When you feel a panic or anxiety attack coming on, your body is going to start
feeling "off", and often this will be accompanied with a massive dump of
adrenaline. At that point, your brain is looking for a way to justify why it
is feeling super alert and anxious, and will do all kinds of shit to justify
what is, at heart, a primarily physiological mechanism. If you only ever
experience {sweat, heavy breathing, light-headedness, high heart-rate, energy
dump, shakes} in the context of anxiety, any single one of those symptoms
starts to pattern-match as "oh god here we go again".

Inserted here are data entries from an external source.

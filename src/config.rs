// Player configuration - Tunable constants, loadable from RON or JSON

use serde::{Deserialize, Serialize};
use std::path::Path;

#[derive(Debug, thiserror::Error)]
pub enum ConfigError {
    #[error("IO error: {0}")]
    Io(#[from] std::io::Error),

    #[error("JSON error: {0}")]
    Json(#[from] serde_json::Error),

    #[error("RON error: {0}")]
    Ron(String),

    #[error("Unsupported config format: {0}")]
    UnsupportedFormat(String),

    #[error("Invalid config value: {0}")]
    InvalidValue(String),
}

/// Player settings
///
/// `bar_end_margin` and `merge_window` were tuned by ear; they are exposed
/// here rather than hard-coded so they can be adjusted per kit.
#[derive(Debug, Clone, PartialEq, Serialize, Deserialize)]
#[serde(default)]
pub struct PlayerConfig {
    /// Initial sample rate in Hz
    pub sample_rate: f64,

    /// Capacity of the transport command queue
    pub command_capacity: usize,

    /// Quarter-notes before the end of a bar that count as "late in the bar"
    pub bar_end_margin: f64,

    /// Same-pitch hits closer than this (in quarter-notes) are merged
    pub merge_window: f64,

    /// Reserved slots for deferred note events
    pub max_pending_events: usize,

    /// Reserved slots for merge tracking
    pub max_merge_entries: usize,
}

impl Default for PlayerConfig {
    fn default() -> Self {
        Self {
            sample_rate: 48000.0,
            command_capacity: 32,
            bar_end_margin: 0.7,
            merge_window: 0.05,
            max_pending_events: 256,
            max_merge_entries: 128,
        }
    }
}

impl PlayerConfig {
    /// Read a config file (.ron or .json) and validate it
    pub fn from_file(path: &Path) -> Result<Self, ConfigError> {
        let extension = path
            .extension()
            .and_then(|s| s.to_str())
            .unwrap_or("")
            .to_lowercase();
        let text = std::fs::read_to_string(path)?;

        let config: Self = match extension.as_str() {
            "json" => serde_json::from_str(&text)?,
            "ron" => ron::from_str(&text)
                .map_err(|e| ConfigError::Ron(format!("Failed to parse RON: {}", e)))?,
            _ => return Err(ConfigError::UnsupportedFormat(extension)),
        };

        config.validate()?;
        Ok(config)
    }

    pub fn validate(&self) -> Result<(), ConfigError> {
        if !(self.sample_rate.is_finite() && self.sample_rate > 0.0) {
            return Err(ConfigError::InvalidValue(format!(
                "sample_rate must be positive, got {}",
                self.sample_rate
            )));
        }
        if self.command_capacity == 0 {
            return Err(ConfigError::InvalidValue(
                "command_capacity must be at least 1".to_string(),
            ));
        }
        if self.max_pending_events < 2 {
            return Err(ConfigError::InvalidValue(
                "max_pending_events must hold at least one note-on/off pair".to_string(),
            ));
        }
        if !(self.bar_end_margin.is_finite() && self.bar_end_margin >= 0.0) {
            return Err(ConfigError::InvalidValue(format!(
                "bar_end_margin must be >= 0, got {}",
                self.bar_end_margin
            )));
        }
        if !(self.merge_window.is_finite() && self.merge_window >= 0.0) {
            return Err(ConfigError::InvalidValue(format!(
                "merge_window must be >= 0, got {}",
                self.merge_window
            )));
        }
        Ok(())
    }
}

By exercising, you show yourself those symptoms in a context that you have
control over and you can (if this reasoning is sound) desensitize yourself to
them. Additionally, if you find yourself having a state like this, hopping on
a bicycle/going for a run/whatever can help both burn the energy/agitation and
also satisfy the flight urge you might experience.

I am not a doctor, this was a way of dealing with a temporary spike in anxiety
due to severe burnout, your mileage may vary, etc.